Alex Smith is NFL Comeback Player of the Year — right now
693 days after suffering a horrific, life-threatening leg injury, the former Utes great was back on the field Sunday doing what once seemed impossible
SALT LAKE CITY — No matter what happens the rest of the season, no matter what anyone else does, Alex Smith should be declared the Comeback Player of the Year. The NFL should give him the award right now, even if Ben Roethlisberger and Matt Stafford throw a hundred touchdown passes.
The moment Smith stepped onto the field Sunday, the award was his. Or should be.
“Alex Smith just played football in the NFL again ... absolutely INSANE,” tweeted analyst and former player Pat McAfee.
Exactly. The word spread quickly via social media: Smith was in the game. He was actually playing again.
It marked the first time that had happened since he suffered a gruesome leg injury two years ago — 693 days to be exact — that left doctors scrambling first to save his life and then his leg.
The stage was set for his return last week when Washington coach Ron Rivera benched starter Dwayne Haskins, the team’s 2019 first-round draft pick, in favor of Kyle Allen. Then Allen was injured late in the second quarter, which is when Rivera sent Smith onto the field.
It was a moment that should have been heralded with music and confetti and a full stadium of applause. Instead, because of the pandemic, there were only a few thousand people in the stadium. Smith’s entrance into the game did draw a standing ovation — from his wife, their three children and his sister.
No one cared that Smith didn’t play well and apparently that included his coaches. They let him play the entire second half even though Allen was cleared to return to the game in the third quarter, and even though Smith completed just 9 of 17 passes for 37 yards, no touchdowns and no interceptions in a 30-10 loss. The most frightening stat of the day: He was sacked six times.
And his repaired leg — the one that required 17 surgeries, as well as screws and rods and prayers, to fix — held together. Whew!

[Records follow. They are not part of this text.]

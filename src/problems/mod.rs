// Copyright 2024 the spbfs developers
//
// Permission is hereby granted, free of charge, to any person obtaining a copy of
// this software and associated documentation files (the "Software"), to deal in
// the Software without restriction, including without limitation the rights to
// use, copy, modify, merge, publish, distribute, sublicense, and/or sell copies of
// the Software, and to permit persons to whom the Software is furnished to do so,
// subject to the following conditions:
//
// The above copyright notice and this permission notice shall be included in all
// copies or substantial portions of the Software.
//
// THE SOFTWARE IS PROVIDED "AS IS", WITHOUT WARRANTY OF ANY KIND, EXPRESS OR
// IMPLIED, INCLUDING BUT NOT LIMITED TO THE WARRANTIES OF MERCHANTABILITY, FITNESS
// FOR A PARTICULAR PURPOSE AND NONINFRINGEMENT. IN NO EVENT SHALL THE AUTHORS OR
// COPYRIGHT HOLDERS BE LIABLE FOR ANY CLAIM, DAMAGES OR OTHER LIABILITY, WHETHER
// IN AN ACTION OF CONTRACT, TORT OR OTHERWISE, ARISING FROM, OUT OF OR IN
// CONNECTION WITH THE SOFTWARE OR THE USE OR OTHER DEALINGS IN THE SOFTWARE.

//! This module provides the two problem domains shipped with the command
//! line frontend: the 4x4 sliding-tile puzzle and grid pathfinding with
//! multi-goal pickup. They double as realistic examples of how to implement
//! the `Problem` contract for your own state space.

mod grid;
mod tiles;

pub use grid::*;
pub use tiles::*;
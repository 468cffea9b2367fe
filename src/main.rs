// Copyright 2024 the spbfs developers
//
// Permission is hereby granted, free of charge, to any person obtaining a copy of
// this software and associated documentation files (the "Software"), to deal in
// the Software without restriction, including without limitation the rights to
// use, copy, modify, merge, publish, distribute, sublicense, and/or sell copies of
// the Software, and to permit persons to whom the Software is furnished to do so,
// subject to the following conditions:
//
// The above copyright notice and this permission notice shall be included in all
// copies or substantial portions of the Software.
//
// THE SOFTWARE IS PROVIDED "AS IS", WITHOUT WARRANTY OF ANY KIND, EXPRESS OR
// IMPLIED, INCLUDING BUT NOT LIMITED TO THE WARRANTIES OF MERCHANTABILITY, FITNESS
// FOR A PARTICULAR PURPOSE AND NONINFRINGEMENT. IN NO EVENT SHALL THE AUTHORS OR
// COPYRIGHT HOLDERS BE LIABLE FOR ANY CLAIM, DAMAGES OR OTHER LIABILITY, WHETHER
// IN AN ACTION OF CONTRACT, TORT OR OTHERWISE, ARISING FROM, OUT OF OR IN
// CONNECTION WITH THE SOFTWARE OR THE USE OR OTHER DEALINGS IN THE SOFTWARE.

//! The command line frontend: pick an engine and a problem domain, read the
//! instance from standard input, write the path to standard error (one line
//! per state) and the statistics as a JSON object to standard output.

use std::fmt::Display;
use std::hash::Hash;
use std::io;
use std::process::ExitCode;

use clap::error::ErrorKind;
use clap::{Parser, ValueEnum};
use tracing_subscriber::EnvFilter;

use spbfs::problems::{GridPath, SlidingTiles};
use spbfs::{AStar, Cafe, Greedy, Kbfs, Problem, Search, SearchOutcome, SpaStar};

/// The engine driving the search.
#[derive(Debug, Clone, Copy, ValueEnum)]
enum Algorithm {
    /// Sequential A* (optimal).
    Astar,
    /// Sequential greedy best-first search (fast, not optimal).
    Greedy,
    /// K-best-first search: bulk-synchronous parallel expansion.
    Kbfs,
    /// Shared-pool parallel A*.
    Spastar,
    /// Coordinated ahead-of-frontier (speculative) expansion.
    Cafe,
}

/// The problem domain the instance on standard input belongs to.
#[derive(Debug, Clone, Copy, ValueEnum)]
enum Domain {
    /// The 4x4 sliding-tile puzzle.
    Tiles,
    /// Grid pathfinding with multi-goal pickup.
    Path,
}

/// Heuristic best-first search over an instance read from standard input.
#[derive(Debug, Parser)]
#[command(version, about, long_about = None)]
struct Args {
    /// The search engine to run.
    #[clap(short, long, value_enum, default_value = "astar")]
    algorithm: Algorithm,
    /// The problem domain of the instance.
    #[clap(short, long, value_enum, default_value = "tiles")]
    problem: Domain,
    /// Synthetic work units burned on every expansion.
    #[clap(short, long, default_value = "0")]
    extra_expansion_time: usize,
    /// Worker threads for the parallel engines (KBFS uses this as its batch
    /// size). 0 means one per hardware thread.
    #[clap(short, long, default_value = "1")]
    threads: usize,
}

fn main() -> ExitCode {
    tracing_subscriber::fmt()
        .with_env_filter(EnvFilter::from_default_env())
        .with_writer(io::stderr)
        .init();

    let args = match Args::try_parse() {
        Ok(args) => args,
        Err(error) => {
            return match error.kind() {
                ErrorKind::DisplayHelp | ErrorKind::DisplayVersion => {
                    print!("{error}");
                    ExitCode::SUCCESS
                }
                _ => {
                    eprint!("{error}");
                    ExitCode::from(1)
                }
            };
        }
    };
    let threads = if args.threads == 0 {
        num_cpus::get()
    } else {
        args.threads
    };

    let input = io::stdin().lock();
    match args.problem {
        Domain::Tiles => match SlidingTiles::from_reader(input) {
            Ok(problem) => report(solve(&problem, args.algorithm, args.extra_expansion_time, threads)),
            Err(error) => abort(error),
        },
        Domain::Path => match GridPath::from_reader(input) {
            Ok(problem) => report(solve(&problem, args.algorithm, args.extra_expansion_time, threads)),
            Err(error) => abort(error),
        },
    }
}

/// Runs the selected engine on the parsed instance.
fn solve<P>(
    problem: &P,
    algorithm: Algorithm,
    extra_expansion_time: usize,
    threads: usize,
) -> SearchOutcome<P::State>
where
    P: Problem + Sync,
    P::State: Eq + Hash + Clone + Send + Sync,
{
    match algorithm {
        Algorithm::Astar => AStar::new(problem, extra_expansion_time).run(),
        Algorithm::Greedy => Greedy::new(problem, extra_expansion_time).run(),
        Algorithm::Kbfs => Kbfs::new(problem, extra_expansion_time, threads).run(),
        Algorithm::Spastar => SpaStar::new(problem, extra_expansion_time, threads).run(),
        Algorithm::Cafe => Cafe::new(problem, extra_expansion_time, threads).run(),
    }
}

/// Prints the path to standard error and the statistics to standard output.
fn report<S: Display>(outcome: SearchOutcome<S>) -> ExitCode {
    for (step, state) in outcome.path.iter().enumerate() {
        eprintln!("[{step}] {state}");
    }
    println!("{}", outcome.stats.to_json());
    ExitCode::SUCCESS
}

/// An unreadable instance aborts the run before any search happens.
fn abort(error: impl Display) -> ExitCode {
    eprintln!("{error}");
    ExitCode::from(1)
}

There have been poignant moments previously in the NFL — among them, Gale Sayers’ Brian Piccolo speech, the return of Eric Berry from cancer, Brett Favre’s inspired play the day after his father died, and Washington’s gesture to honor murder-victim Sean Taylor by lining up only 10 players on the first play of their next game — but Smith’s return might top them all.
On Nov. 18, 2018, he was sacked, resulting in spiral and compound fractures to the two bones in the lower leg (tibia and fibula), which broke through the skin. Doctors speculate that perhaps the exposure of the wound to grass and dirt on the field might have led to the subsequent infection — no one can know for sure. All of this was chronicled in graphic detail in the “Project 11” documentary. Doctors stated their priority was to save his life and then his leg, in that order. Doctors considered it tantamount to a war injury.
The injury is so gruesome that midway through “Project 11” viewers are met with this warning: “The following segment contains graphic images. Viewer discretion is advised.” Viewers see the horrible damage to Smith’s leg and the suffering he endured for weeks. Anyone who watches the video comes away with a deep respect and affection for Smith, who exhibits courage, humility, gratitude and determination.
The injury is strangely similar to the one that Joe Theismann, who famously broke his right ankle in front of millions on Monday Night Football. Both were quarterbacks for the same Washington franchise and both broke their right tibia and fibula on the same date 33 years apart. Both injuries occurred near the 40-yard line and the final score was the same, 23-21. Both injuries were caused by a three-time NFL’s Defensive Player of the Year while Washington’s All-Pro left offensive tackle was on the sideline with an injury.
“ … The similarities are incredible,” Theismann told USA Today, but he added that there were some big differences — “I had one operation; Alex had 17. He had four different flesh-eating bacteria that he had to deal with. He came within a 24-hour period of losing his leg, as well as possibly his life … .”
Another difference: Theismann’s injury ended his career. Smith’s injury should have ended his career, as well.
In the late stages of the documentary you are shocked when it becomes clear that Smith is serious about returning to football. Anyone who has seen the documentary must wonder why he would do so. He’s had a tremendous, if underappreciated, career — his 34,105 passing yards rank 34th all time. At 36, he plays for a poor organization and a team that has no chance of winning the Super Bowl now or in the near future. He plays behind an offensive line that has lived up to its preseason billing as one of the worst in the league. And he’s playing on a leg that was rebuilt with metal.
In the documentary, Smith himself says, “This has been such a long road. I’m thinking about my kids and the rest of my life as a husband and father and being able to do things with my kids … I’m excited for when that day comes. I’m feeling pretty good about the rest of my life regardless of what happens with football.”
But there he was, back on the field Sunday. It will be difficult for some of us not to avert our eyes when the pass rush is bearing down on him.
Theismann told USA Today, “(Smith) has fought through so much, and to see him be able to go out and throw the ball around, it’s heartwarming. To me, he should be Comeback Player of the Year no matter what.”
He said this in August, before the season even began.